研究的结论、意义与亮点 结论： 本研究证实，将条件性永生化的SPC-01人胎儿脊髓神经干细胞移植到大鼠脊髓损伤模型中，能够产生显著的早期功能改善（运动和感觉）。其作用机制主要包括：移植细胞在损伤区高存活，通过旁分泌作用（特别是上调NGF）提供强效的神经营养支持，从而刺激宿主内源性轴突出芽、保护白质，并上调宿主自身的修复相关基因表达。长期来看，约四分之一的移植细胞具有向运动神经元分化的潜力。SPC-01细胞系因其可大规模扩增、高存活率、安全性好以及多重修复机制，成为未来临床治疗脊髓损伤的一个有希望的候选细胞来源。

科学价值与应用价值： * 科学价值： 系统阐明了SPC-01细胞移植促进脊髓损伤修复的多层次机制，明确了“早期营养支持主导功能恢复、长期细胞分化参与结构重建”的双阶段作用模式。将细胞追踪（MRI）、功能评估、组织形态学、细胞表型和分子生物学（qPCR）完美结合，为干细胞治疗的作用机制研究提供了范例。 * 应用价值： SPC-01细胞系采用的条件性永生化技术与已进入卒中临床试验的细胞系同源，为将其推向脊髓损伤的临床转化提供了坚实的临床前数据和“概念验证”。
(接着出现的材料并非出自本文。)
//! An incremental HTTP/1.x message parser with a blocking stream driver
//!
//! This crate turns a sequence of partial, arbitrarily split reads from a blocking
//! byte source into structured HTTP heads and body bytes, without needing the whole
//! message in memory at once.
//!
//! # Features
//!
//! - Requests and responses behind one state machine
//! - Content-Length, chunked and close-delimited bodies
//! - Bounded buffering: header block size, field count, buffer capacity and body size
//!   are all limited
//! - Direct body reads into parser storage, bypassing the staging buffer
//! - Any [`std::io::Read`] works as a byte source
//!
//! # Example
//!
//! ```
//! use micro_http_parser::parser::{Parser, RequestParser};
//! use micro_http_parser::{GrowableBuffer, ParseConfig, ParseDriver};
//! use std::io::Cursor;
//!
//! let mut stream = Cursor::new(b"POST /echo HTTP/1.1\r\nContent-Length: 5\r\n\r\nhello".to_vec());
//!
//! let config = ParseConfig::default();
//! let driver = ParseDriver::new(&config);
//! let mut buffer = GrowableBuffer::from_config(&config);
//! let mut parser = RequestParser::with_config(&config);
//!
//! while !parser.is_done() {
//!     driver.parse_some(&mut stream, &mut buffer, &mut parser).unwrap();
//! }
//!
//! let head = parser.head().unwrap();
//! assert_eq!(head.uri(), "/echo");
//! assert_eq!(parser.body(), b"hello");
//! ```
//!
//! # Architecture
//!
//! The crate is organized into several key modules:
//!
//! - [`buffer`]: the staging buffer between a source and a parser
//! - [`source`]: blocking byte sources
//! - [`protocol`]: message heads, body framing and error types
//! - [`codec`]: byte-level decoders for heads and payloads
//! - [`parser`]: the incremental parsers built on the decoders
//! - [`driver`]: one bounded parse step against a source
//!
//! # Error Handling
//!
//! - [`protocol::HttpError`]: Top-level error type
//! - [`protocol::ParseError`]: malformed input and premature end-of-stream
//! - [`protocol::BufferOverflow`]: a configured limit would be exceeded
//!
//! # Limitations
//!
//! - HTTP/1.0 and HTTP/1.1 only
//! - Blocking sources only; there is no async driver
//! - Chunk extensions and trailer fields are skipped, not exposed

pub mod buffer;
pub mod codec;
pub mod config;
pub mod driver;
pub mod parser;
pub mod protocol;
pub mod source;

mod utils;
pub(crate) use utils::ensure;

pub use buffer::GrowableBuffer;
pub use config::ParseConfig;
pub use driver::{ParseDriver, parse_some, read_header, read_message};
pub use source::{ByteSource, ReadOutcome, ScriptedSource};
其良好的安全性、可追踪性和明确的疗效信号，使其成为未来细胞治疗产品开发的重要备选。

研究亮点： 1. 创新性的细胞来源： 首次在脊髓损伤模型中使用来源于人胎儿脊髓的条件性永生化神经干细胞系SPC-01，该细胞系具有可控的生长特性和良好的安全性。 2. 机制研究的深度与系统性： 不仅观察了功能和组织学结局，还深入到了分子和基因表达层面，清晰揭示了营养支持和细胞分化两方面的作用及其时间顺序，阐明了功能改善的主要驱动力。 3. 多模态在体追踪： 成功将超顺磁性纳米颗粒标记与高场MRI结合，实现了移植细胞的在体、无创、长期可视化追踪，并与组织学结果精准关联。 4. 显著的功能恢复与高细胞存活率： 在严重的球囊压迫损伤模型上，取得了明确且显著的运动和感觉功能改善，同时实现了高达17.4%的移植细胞存活率，远高于同类研究中常报道的水平。 5. 明确的临床转化前景： 研究明确指出该细胞系与已进入临床试验的细胞产品技术同源，强调了其作为未来治疗产品的潜力，使基础研究成果向临床应用迈进了一步。